Don't you know that "the last shall be first, and the first last?"


----------



## PuritanCovenanter (Aug 25, 2005)

> _Originally posted by alwaysreforming_
> Brother Daniel,
> 
> Don't you know that "the last shall be first, and the first last?"



Bummer, I wanted to sit near Andrew.


----------



## SolaScriptura (Aug 25, 2005)

I think that we should begin referring to banned members as "the one who must never be named." That would be cool.


----------



## just_grace (Aug 25, 2005)

> _Originally posted by Scott Bushey_
> Uhhhh no!!



 70 times 7

[Edited on 8-26-2005 by just_grace]


----------



## gwine (Aug 26, 2005)

> _Originally posted by poimen_
> 
> 
> > _Originally posted by gwine_
> ...



But I *like* the number 981.


----------



## turmeric (Aug 26, 2005)

> _Originally posted by SolaScriptura_
> I think that we should begin referring to banned members as "the one who must never be named." That would be cool.



Those of whom we do not speak...it's so _Village_
We could change the color of their names in the list to (whispering) the bad color!


----------



## Scott Bushey (Aug 26, 2005)

> _Originally posted by just_grace_
> 
> 
> > _Originally posted by Scott Bushey_
> ...



I never said I didn't forgive them. We hate banning people; in fact, we do not ban many. Probably less than a dozen since inception. This saddens me. Those whom have been removed were pretty bad.

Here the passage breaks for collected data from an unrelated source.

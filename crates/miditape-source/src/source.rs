//! The MIDI source orchestrator.
//!
//! A [`MidiSource`] owns one SMF file, the tick index built from it, an
//! optional write session and the lazily built [`MidiModel`]. All state sits
//! behind one mutex; operations take the [`SourceLock`] obtained from
//! [`MidiSource::lock`] so the caller decides how long the lock is held.
//!
//! ```ignore
//! let source = MidiSource::create(path, Origin::Internal, config, tempo)?;
//! let mut lock = source.lock();
//! source.mark_streaming_midi_write_started(&mut lock, NoteMode::Sustained)?;
//! source.append_event_beats(&mut lock, &MidiEvent::note_on(Beats(0.0), 0, 60, 100))?;
//! source.flush_midi(&mut lock)?;
//! source.mark_midi_streaming_write_completed(&mut lock, StuckNoteOption::default(), None)?;
//! ```

use crate::capture::{capture_channel, CaptureConsumer, CaptureProducer};
use crate::config::{NoteMode, SourceConfig, StuckNoteOption};
use crate::filter::EventFilter;
use crate::index::EventIndex;
use crate::lock::SourceLock;
use crate::model::{FileStamp, MidiModel, ModelCache};
use crate::sink::EventSink;
use crate::tracker::{MidiStateTracker, StuckNote};
use crate::traits::{FileBacked, MidiTimeSeries, Origin};
use crate::{Error, Result};
use arc_swap::ArcSwap;
use miditape_core::{
    AtomicCounter, AtomicFlag, Beats, LoopRange, MidiEvent, Samples, TempoMap, TimeConverter,
};
use miditape_smf::{Smf, SmfMessage, SmfWriter};
use parking_lot::Mutex;
use std::collections::VecDeque;
use std::io::{ErrorKind, Write};
use std::path::{Path, PathBuf};
use std::sync::atomic::{AtomicU64, Ordering};
use std::sync::Arc;
use tracing::{debug, warn};

/// Session tempo map, replaced wholesale by the timeline.
pub type SharedTempoMap = Arc<ArcSwap<TempoMap>>;

pub fn shared_tempo_map(map: TempoMap) -> SharedTempoMap {
    Arc::new(ArcSwap::from_pointee(map))
}

static NEXT_SOURCE_ID: AtomicU64 = AtomicU64::new(1);

#[derive(Debug, Clone, Copy, PartialEq, Eq)]
pub enum SourceMode {
    Closed,
    OpenForRead,
    OpenForWrite,
}

/// Outcome of finalizing a write session.
#[derive(Debug, Clone, PartialEq)]
pub struct FinalizeReport {
    /// `None` for a length-only finalize.
    pub option: Option<StuckNoteOption>,
    /// Notes sounding when the session ended.
    pub stuck: Vec<StuckNote<Beats>>,
    /// NoteOffs written by `Force`.
    pub synthesized: usize,
    /// Notes left without a NoteOff in the file.
    pub open: Vec<StuckNote<Beats>>,
    pub truncated_at: Option<Beats>,
    pub length: Beats,
}

/// Lock-free status snapshot.
#[derive(Debug, Clone, Copy, PartialEq, Eq, Default)]
pub struct Health {
    /// Last flush failed.
    pub degraded: bool,
    /// Recording stopped early (disk full); flushed data is intact.
    pub incomplete: bool,
    /// Errors recorded on the realtime write path.
    pub write_errors: u64,
}

#[derive(Debug, Clone)]
pub struct TempoMapRef {
    pub map: Arc<TempoMap>,
    pub provided_by_file: bool,
}

#[derive(Debug)]
struct WriteSession {
    writer: SmfWriter,
    tracker: MidiStateTracker<Beats>,
    last_time: Beats,
    accepting: bool,
    /// Events were removed from the index; the file needs a full rewrite.
    needs_rewrite: bool,
    /// Decided on the first finalize attempt and reused on retry.
    report: Option<FinalizeReport>,
    #[cfg(test)]
    fail_next_flush: Option<ErrorKind>,
}

impl WriteSession {
    fn new(writer: SmfWriter, note_mode: NoteMode) -> Self {
        Self {
            writer,
            tracker: MidiStateTracker::with_mode(note_mode),
            last_time: Beats::ZERO,
            accepting: true,
            needs_rewrite: false,
            report: None,
            #[cfg(test)]
            fail_next_flush: None,
        }
    }

    fn flush(&mut self, end_tick: u64) -> Result<()> {
        #[cfg(test)]
        if let Some(kind) = self.fail_next_flush.take() {
            return Err(std::io::Error::from(kind).into());
        }
        self.writer.flush(end_tick).map_err(Error::from)
    }
}

#[derive(Debug)]
pub(crate) struct SourceState {
    mode: SourceMode,
    /// Closed and never written.
    fresh: bool,
    index: EventIndex,
    file_tempo: Option<Arc<TempoMap>>,
    session: Option<WriteSession>,
    cache: ModelCache,
    /// The realtime path appended events the loaded model has not seen.
    model_lags: bool,
    report: Option<FinalizeReport>,
    write_errors: VecDeque<Error>,
}

impl SourceState {
    fn new(mode: SourceMode, fresh: bool, index: EventIndex, error_capacity: usize) -> Self {
        let file_tempo = index.tempo_map();
        Self {
            mode,
            fresh,
            index,
            file_tempo,
            session: None,
            cache: ModelCache::default(),
            model_lags: false,
            report: None,
            write_errors: VecDeque::with_capacity(error_capacity),
        }
    }

    fn check_readable(&self) -> Result<()> {
        match self.cache.unreadable() {
            Some(reason) => Err(Error::state(format!(
                "source is unreadable ({reason}); reset before editing"
            ))),
            None => Ok(()),
        }
    }

    fn append(&mut self, event: &MidiEvent<Beats>, update_model: bool) -> Result<()> {
        if self.mode != SourceMode::OpenForWrite {
            return Err(Error::state("append requires an open write session"));
        }
        let ppqn = self.index.ppqn();
        let Some(session) = self.session.as_mut() else {
            return Err(Error::state("append requires an open write session"));
        };
        if !session.accepting {
            return Err(Error::state("write session halted; take is incomplete"));
        }
        if event.time < session.last_time {
            return Err(Error::Order {
                previous: session.last_time,
                attempted: event.time,
            });
        }

        let message = SmfMessage::from_wire(event.bytes())?;
        let tick = event.time.to_ticks(ppqn);
        session.writer.append(tick, &message)?;
        session.tracker.observe(event);
        session.last_time = event.time;

        if self.cache.is_loaded() {
            match self.cache.model_mut() {
                Some(model) if update_model && !self.model_lags => model.append(tick, &message),
                _ => self.model_lags = true,
            }
        }
        self.index.push(tick, message);
        Ok(())
    }
}

pub struct MidiSource {
    id: u64,
    path: PathBuf,
    origin: Origin,
    config: SourceConfig,
    session_tempo: SharedTempoMap,
    state: Mutex<SourceState>,
    degraded: AtomicFlag,
    incomplete: AtomicFlag,
    write_error_count: AtomicCounter,
}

[Edited on 8-26-2005 by Scott Bushey]


----------



## Pilgrim (Oct 16, 2005)

> _Originally posted by Draught Horse_
> I think that if we delete banned members posts (is that what you are getting at?), then some of the conversations won't make sense. That and it sounds very Orwellian!



Yeah, kind of like when Stalin would remove individuals who had been purged from official photographs.


----------